US cable giant Comcast has been accused of strong-arming smaller carriers into paying too much for some of its TV channels.
This week, Wave Broadband alleged [PDF] Comcast, through its NBCUniversal subsidiary, forced it to sign an unfavorable deal in order to carry the regional sports networks it owned in the Washington, Oregon, and Northern California markets.
According to Wave, Comcast loaded the deal with a minimum subscriber requirement that forced it to sell the sports channels to customers even when they did not want them. At the same time, Wave alleged, Comcast was also undercutting Wave by selling the sports channels to over-the-top carriers like Hulu and Sling.
As a result, Wave said in its complaint to US regulator the FCC, it ended up paying too much for channels that, in many cases, its customers didn't even want, and it could not meet Comcast's subscriber requirements. Now, Wave wants the FCC to refund the $3.5m it paid to Comcast for access to sports channels that carry the games of sports teams in San Francisco, Portland, and Seattle.

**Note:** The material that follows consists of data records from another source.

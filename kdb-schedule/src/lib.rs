//! # kdb-schedule
//!
//! Parses the scheduling fields of a university course catalog export.
//!
//! The catalog writes a course's terms and meeting times as free text:
//!
//!     実施学期: 春AB 秋A
//!     曜時限:   月1,2 水・金3-4
//!
//! This crate turns those into structured values and back into compact tokens.
//! Reading the export and writing output files are left to callers; the entry point
//! for a whole row is [`schedule::Course::from_record`].

pub mod schedule;
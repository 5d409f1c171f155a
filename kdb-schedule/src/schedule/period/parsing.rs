//! Period clause parsing
//!
//! A raw period field is a space-separated list of clauses, each a comma-separated
//! list of spans:
//!
//!     月1,2 水・金3-4 集中
//!
//! Each span contributes a weekday part (everything but digits and hyphens, split on
//! `・`) and a period part (only digits and hyphens). A span without a recognized
//! weekday reuses the day set of the previous span in the same clause, so `月1,2`
//! covers Monday periods 1 and 2.

use once_cell::sync::Lazy;
use regex::Regex;

use super::grid::{Grid, PeriodBlock, PeriodFlags};
use crate::schedule::error::{ScheduleError, ScheduleResult};
use crate::schedule::vocab::{
    Weekday, AS_NEEDED_MARKER, DAY_SEPARATOR, GROUP_SEPARATOR, INTENSIVE_MARKER,
    NEGOTIABLE_MARKER, PERIOD_COUNT, SPAN_SEPARATOR,
};

static PERIOD_CHARS: Lazy<Regex> = Lazy::new(|| Regex::new(r"[0-9\-]").unwrap());
static NON_PERIOD_CHARS: Lazy<Regex> = Lazy::new(|| Regex::new(r"[^0-9\-]").unwrap());

/// The period part of a span.
#[derive(Debug, Clone, PartialEq, Eq)]
pub enum PeriodSpec {
    /// No digits in the span; the grid is left alone.
    Unspecified,
    /// Explicit period numbers, ranges already expanded.
    Periods(Vec<u32>),
}

/// Weekdays named in a span, in order of appearance. Unknown pieces are dropped.
pub fn span_days(span: &str) -> Vec<Weekday> {
    PERIOD_CHARS
        .replace_all(span, "")
        .split(DAY_SEPARATOR)
        .filter_map(|piece| {
            let day = Weekday::from_glyph(piece);
            if day.is_none() && !piece.is_empty() {
                tracing::debug!(piece, in_span = span, "dropping unrecognized weekday");
            }
            day
        })
        .collect()
}

/// Period numbers named in a span. `3-5` expands inclusively to `[3, 4, 5]`.
///
/// Numbers are checked against the grid width before any range is expanded, so a
/// number outside `1..=8` is `PeriodOutOfRange` even when no weekday is in scope.
/// A descending range names nothing.
pub fn span_periods(span: &str) -> ScheduleResult<PeriodSpec> {
    let digits = NON_PERIOD_CHARS.replace_all(span, "");
    if digits.is_empty() {
        return Ok(PeriodSpec::Unspecified);
    }

    if digits.contains('-') {
        let mut bounds = digits.split('-');
        let start = parse_number(bounds.next().unwrap_or_default(), span)?;
        let end = parse_number(bounds.next().unwrap_or_default(), span)?;
        if start > end {
            return Ok(PeriodSpec::Periods(Vec::new()));
        }
        check_period(start)?;
        check_period(end)?;
        return Ok(PeriodSpec::Periods((start..=end).collect()));
    }

    let period = parse_number(&digits, span)?;
    check_period(period)?;
    Ok(PeriodSpec::Periods(vec![period]))
}

fn check_period(period: u32) -> ScheduleResult<()> {
    if (1..=PERIOD_COUNT as u32).contains(&period) {
        Ok(())
    } else {
        Err(ScheduleError::PeriodOutOfRange { period })
    }
}

fn parse_number(text: &str, span: &str) -> ScheduleResult<u32> {
    text.parse()
        .map_err(|source| ScheduleError::InvalidPeriodNumber {
            span: span.to_string(),
            source,
        })
}

/// Marker flags by substring search over the whole clause.
pub fn clause_flags(clause: &str) -> PeriodFlags {
    PeriodFlags {
        intensive: clause.contains(INTENSIVE_MARKER),
        negotiable: clause.contains(NEGOTIABLE_MARKER),
        as_needed: clause.contains(AS_NEEDED_MARKER),
    }
}

/// State carried from span to span inside one clause.
#[derive(Debug, Default)]
struct ClauseScan {
    days: Vec<Weekday>,
    grid: Grid,
}

impl ClauseScan {
    fn step(mut self, span: &str) -> ScheduleResult<Self> {
        let days = span_days(span);
        if !days.is_empty() {
            self.days = days;
        }
        if let PeriodSpec::Periods(periods) = span_periods(span)? {
            for &day in &self.days {
                for &period in &periods {
                    self.grid.set(day, period)?;
                }
            }
        }
        Ok(self)
    }
}

/// Parse one clause into a grid and its flags.
///
/// The day set starts empty, so periods in a leading span with no weekday mark nothing.
pub fn parse_clause(clause: &str) -> ScheduleResult<PeriodBlock> {
    let flags = clause_flags(clause);
    let scan = clause
        .split(SPAN_SEPARATOR)
        .try_fold(ClauseScan::default(), ClauseScan::step)?;
    tracing::trace!(clause, ?flags, "parsed period clause");
    Ok(PeriodBlock {
        grid: scan.grid,
        flags,
    })
}

/// Parse a raw period field into one block per space-separated clause.
pub fn parse_periods(raw: &str) -> ScheduleResult<Vec<PeriodBlock>> {
    raw.split(GROUP_SEPARATOR).map(parse_clause).collect()
}
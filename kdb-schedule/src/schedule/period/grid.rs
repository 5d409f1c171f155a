//! Occupancy grid and clause flags

use crate::schedule::error::{ScheduleError, ScheduleResult};
use crate::schedule::vocab::{Weekday, PERIOD_COUNT, WEEKDAY_COUNT};

/// Weekday × period occupancy. Rows are [`Weekday::ordinal`], columns are the
/// 1-based period number minus one.
#[derive(Debug, Clone, Copy, Default, PartialEq, Eq)]
pub struct Grid {
    cells: [[bool; PERIOD_COUNT]; WEEKDAY_COUNT],
}

impl Grid {
    pub fn blank() -> Self {
        Self::default()
    }

    pub fn is_blank(&self) -> bool {
        self.cells.iter().flatten().all(|&cell| !cell)
    }

    /// Whether `day` meets at 1-based `period`. Out-of-range periods are never occupied.
    pub fn get(&self, day: Weekday, period: u32) -> bool {
        column(period).is_some_and(|col| self.cells[day.ordinal()][col])
    }

    /// Mark `day` at 1-based `period`.
    pub fn set(&mut self, day: Weekday, period: u32) -> ScheduleResult<()> {
        let col = column(period).ok_or(ScheduleError::PeriodOutOfRange { period })?;
        self.cells[day.ordinal()][col] = true;
        Ok(())
    }

    /// Occupied cells in row-major order (weekday ascending, then period ascending).
    pub fn occupied(&self) -> impl Iterator<Item = (Weekday, u32)> + '_ {
        Weekday::ALL.into_iter().flat_map(move |day| {
            (1..=PERIOD_COUNT as u32).filter_map(move |period| {
                self.get(day, period).then_some((day, period))
            })
        })
    }

    pub fn row(&self, day: Weekday) -> &[bool; PERIOD_COUNT] {
        &self.cells[day.ordinal()]
    }
}

fn column(period: u32) -> Option<usize> {
    let col = (period as usize).checked_sub(1)?;
    (col < PERIOD_COUNT).then_some(col)
}

/// Marker flags found in a clause. Independent of each other at this level.
#[derive(Debug, Clone, Copy, Default, PartialEq, Eq)]
pub struct PeriodFlags {
    pub intensive: bool,
    pub negotiable: bool,
    pub as_needed: bool,
}

/// The parsed form of one period clause.
#[derive(Debug, Clone, Copy, Default, PartialEq, Eq)]
pub struct PeriodBlock {
    pub grid: Grid,
    pub flags: PeriodFlags,
}
//! Plain-text rendering of engine results for the terminal

use kdb_schedule::schedule::Course;

/// One line per term group, tokens separated by spaces.
pub fn term_lines(groups: &[Vec<String>]) -> String {
    groups
        .iter()
        .map(|group| group.join(" "))
        .collect::<Vec<_>>()
        .join("\n")
}

pub fn period_line(tokens: &[String]) -> String {
    tokens.join(" ")
}

/// `key: value` lines for a course. Term groups are separated by ` | `.
pub fn course_lines(course: &Course) -> String {
    let module = course
        .module()
        .iter()
        .map(|group| group.join(" "))
        .collect::<Vec<_>>()
        .join(" | ");
    [
        ("class_id", course.class_id().to_string()),
        ("name", course.name().to_string()),
        ("module", module),
        ("period", period_line(course.period())),
        ("room", course.room().to_string()),
        ("description", course.remarks().to_string()),
    ]
    .iter()
    .map(|(key, value)| format!("{}: {}", key, value))
    .collect::<Vec<_>>()
    .join("\n")
}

"The decision of NBCUniversal and the Comcast Sports Nets to undercut distributors such as Wave has accelerated 'cord-shaving'," Wave said in its complaint.
"Wave subscribers no longer need to cancel their entire Wave cable service to receive the Comcast Sports Nets. Rather, they purchase the Lifeline Tier from Wave and the Comcast Sports Nets from an OTT provider or from the Comcast Sports Nets directly."

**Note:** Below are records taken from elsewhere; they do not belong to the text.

//! Shared configuration loader for the kdb catalog tools.
//!
//! `defaults/kdb.default.toml` is embedded into every binary so that docs and
//! runtime behavior stay in sync. Applications layer user-specific files on top
//! of those defaults via [`Loader`] before deserializing into [`KdbConfig`].

use config::builder::DefaultState;
use config::{Config, ConfigBuilder, File, FileFormat, ValueKind};
use kdb_schedule::schedule::{Lang, RecordOptions};
use serde::Deserialize;
use std::path::Path;

pub use config::ConfigError;

const DEFAULT_TOML: &str = include_str!("../defaults/kdb.default.toml");

/// Top-level configuration consumed by kdb applications.
#[derive(Debug, Clone, Deserialize)]
pub struct KdbConfig {
    pub catalog: CatalogConfig,
    pub logging: LoggingConfig,
}

/// How catalog rows are turned into courses.
#[derive(Debug, Clone, Deserialize)]
pub struct CatalogConfig {
    pub lang: Lang,
    pub skip_incomplete: bool,
    pub blank_room: String,
}

impl CatalogConfig {
    pub fn record_options(&self) -> RecordOptions {
        RecordOptions {
            lang: self.lang,
            skip_incomplete: self.skip_incomplete,
            blank_room: self.blank_room.clone(),
        }
    }
}

#[derive(Debug, Clone, Deserialize)]
pub struct LoggingConfig {
    pub level: String,
}

/// Helper for layering user overrides over the built-in defaults.
#[derive(Debug, Clone)]
pub struct Loader {
    builder: ConfigBuilder<DefaultState>,
}

impl Loader {
    /// Start a loader seeded with the embedded defaults.
    pub fn new() -> Self {
        let builder = Config::builder().add_source(File::from_str(DEFAULT_TOML, FileFormat::Toml));
        Self { builder }
    }

    /// Layer a configuration file. Missing files trigger an error.
    pub fn with_file(mut self, path: impl AsRef<Path>) -> Self {
        let source = File::from(path.as_ref())
            .format(FileFormat::Toml)
            .required(true);
        self.builder = self.builder.add_source(source);
        self
    }

    /// Layer an optional configuration file (ignored if the file is absent).
    pub fn with_optional_file(mut self, path: impl AsRef<Path>) -> Self {
        let source = File::from(path.as_ref())
            .format(FileFormat::Toml)
            .required(false);
        self.builder = self.builder.add_source(source);
        self
    }

    /// Apply a single key/value override (useful for CLI settings).
    pub fn set_override<I>(mut self, key: &str, value: I) -> Result<Self, ConfigError>
    where
        I: Into<ValueKind>,
    {
        self.builder = self.builder.set_override(key, value)?;
        Ok(self)
    }

    /// Finalize the builder and deserialize the resulting configuration.
    pub fn build(self) -> Result<KdbConfig, ConfigError> {
        self.builder.build()?.try_deserialize()
    }
}

impl Default for Loader {
    fn default() -> Self {
        Self::new()
    }
}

Wave has petitioned America's comms watchdog to make Comcast return the money while allowing Wave to retain access to channels that are considered "must have" to sports fans. What it all comes down to, said Wave, is NBCUniversal trying to undercut a company that competes with its parent in the cable TV market.
"We are mystified by Wave’s action. Wave’s sale to RCN and a private equity group is expected to close within a month, so NBCUniversal offered an extension until they come under new ownership and has separately offered marketplace terms to RCN for continued carriage on these systems thereafter," NBCUniversal said.
"NBCUniversal has engaged with them fairly, on the same terms as other distributors."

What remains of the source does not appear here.